= Bernard (bishop of St Davids) =

Bernard was the first Norman bishop of St David's (1115–1148).

Originally an erudite layman serving as chancellor to Queen Matilda, he was abruptly appointed the bishop of St. David's on 18 September 1115, when King Henry I (Matilda's husband) summoned the chapter of St. David's to London, and persuaded them to choose Bernard as next bishop (the previous bishop having died that year). Immediately, Bernard was sent to the Church of St. Mary Overie and made a priest, that same day; the following day he was made a bishop, in Westminster Abbey.

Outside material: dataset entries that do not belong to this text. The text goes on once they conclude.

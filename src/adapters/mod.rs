//! External system integrations for phiscrub.
//!
//! This module provides adapters for the systems the pipeline reads from and
//! writes to:
//!
//! - [`store`] - Record store abstraction layer (trait-based)
//! - [`filesystem`] - Directory-backed record store
//! - [`memory`] - In-process record store for tests and previews
//! - [`codec`] - Image encoding and decoding
//!
//! # Design Pattern
//!
//! Adapters follow the **Adapter Pattern** to isolate external dependencies and
//! enable testing with in-memory implementations. The orchestrator only ever
//! sees `Arc<dyn RecordStore>` and `Arc<dyn ImageCodec>`.
//!
//! ```rust,no_run
//! use phiscrub::adapters::filesystem::FileSystemRecordStore;
//! use phiscrub::adapters::store::RecordStore;
//! use phiscrub::domain::SessionId;
//!
//! # async fn example() -> phiscrub::domain::Result<()> {
//! let store = FileSystemRecordStore::new("/data/research-store");
//! let session = SessionId::new("MR-2024-0042").map_err(phiscrub::domain::PhiScrubError::Validation)?;
//! for entry in store.list_entries(&session).await? {
//!     println!("{} ({})", entry.name, entry.datatype);
//! }
//! # Ok(())
//! # }
//! ```

pub mod codec;
pub mod filesystem;
pub mod memory;
pub mod store;
//! Domain identifier types with validation
//!
//! Newtype wrappers keep session and run identifiers from being mixed up
//! with entry names and file names, which are all plain strings otherwise.

use serde::{Deserialize, Serialize};
use std::fmt;
use std::str::FromStr;
use uuid::Uuid;

/// Session identifier newtype wrapper
///
/// A session (a "data row" in the research store) groups the entries of one
/// imaging study. Session ids are used as directory names by the filesystem
/// store, so path separators and parent references are rejected.
///
/// # Examples
///
/// ```
/// use phiscrub::domain::ids::SessionId;
/// use std::str::FromStr;
///
/// let session = SessionId::from_str("MR-2024-0042").unwrap();
/// assert_eq!(session.as_str(), "MR-2024-0042");
/// assert!(SessionId::new("../etc").is_err());
/// ```
#[derive(Debug, Clone, PartialEq, Eq, Hash, PartialOrd, Ord, Serialize, Deserialize)]
pub struct SessionId(String);

impl SessionId {
    /// Creates a new SessionId from a string
    pub fn new(id: impl Into<String>) -> Result<Self, String> {
        let id = id.into();
        if id.trim().is_empty() {
            return Err("Session ID cannot be empty".to_string());
        }
        if id.contains('/') || id.contains('\\') || id == "." || id == ".." {
            return Err(format!(
                "Session ID must not contain path separators or be a relative path: {id}"
            ));
        }
        Ok(Self(id))
    }

    /// Returns the session ID as a string slice
    pub fn as_str(&self) -> &str {
        &self.0
    }

    /// Consumes self and returns the inner String
    pub fn into_inner(self) -> String {
        self.0
    }
}

impl fmt::Display for SessionId {
    fn fmt(&self, f: &mut fmt::Formatter<'_>) -> fmt::Result {
        write!(f, "{}", self.0)
    }
}

impl FromStr for SessionId {
    type Err = String;

    fn from_str(s: &str) -> Result<Self, Self::Err> {
        Self::new(s)
    }
}

impl AsRef<str> for SessionId {
    fn as_ref(&self) -> &str {
        &self.0
    }
}

/// Identifier of a single `deidentify` invocation
///
/// Shared by the summary and every audit line written during the run.
#[derive(Debug, Clone, Copy, PartialEq, Eq, Hash, Serialize, Deserialize)]
pub struct RunId(Uuid);

impl RunId {
    /// Generates a fresh random run id
    pub fn generate() -> Self {
        Self(Uuid::new_v4())
    }

    /// Returns the underlying UUID
    pub fn as_uuid(&self) -> &Uuid {
        &self.0
    }
}

impl fmt::Display for RunId {
    fn fmt(&self, f: &mut fmt::Formatter<'_>) -> fmt::Result {
        write!(f, "{}", self.0)
    }
}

At that time, the lands of the bishop were a quasi-sovereign territory, a status confirmed that year by Henry I when Bernard, after acknowledging Henry as suzerain of the bishop's realm, was given a charter by the king which designated the lands – Dewisland – as a Marcher Lordship. Bernard was thus the head of the judicial system in Dewisland, could mint coinage, levy tax, raise an army, and declare war on other marcher lords, without falling foul of the king. Furthermore, Bernard disputed the authority of the archbishop of Canterbury over him, arguing that he himself was the metropolitan of Wales; he was the last bishop to dispute the primacy of the see of Canterbury.

Bernard founded Whitland Abbey.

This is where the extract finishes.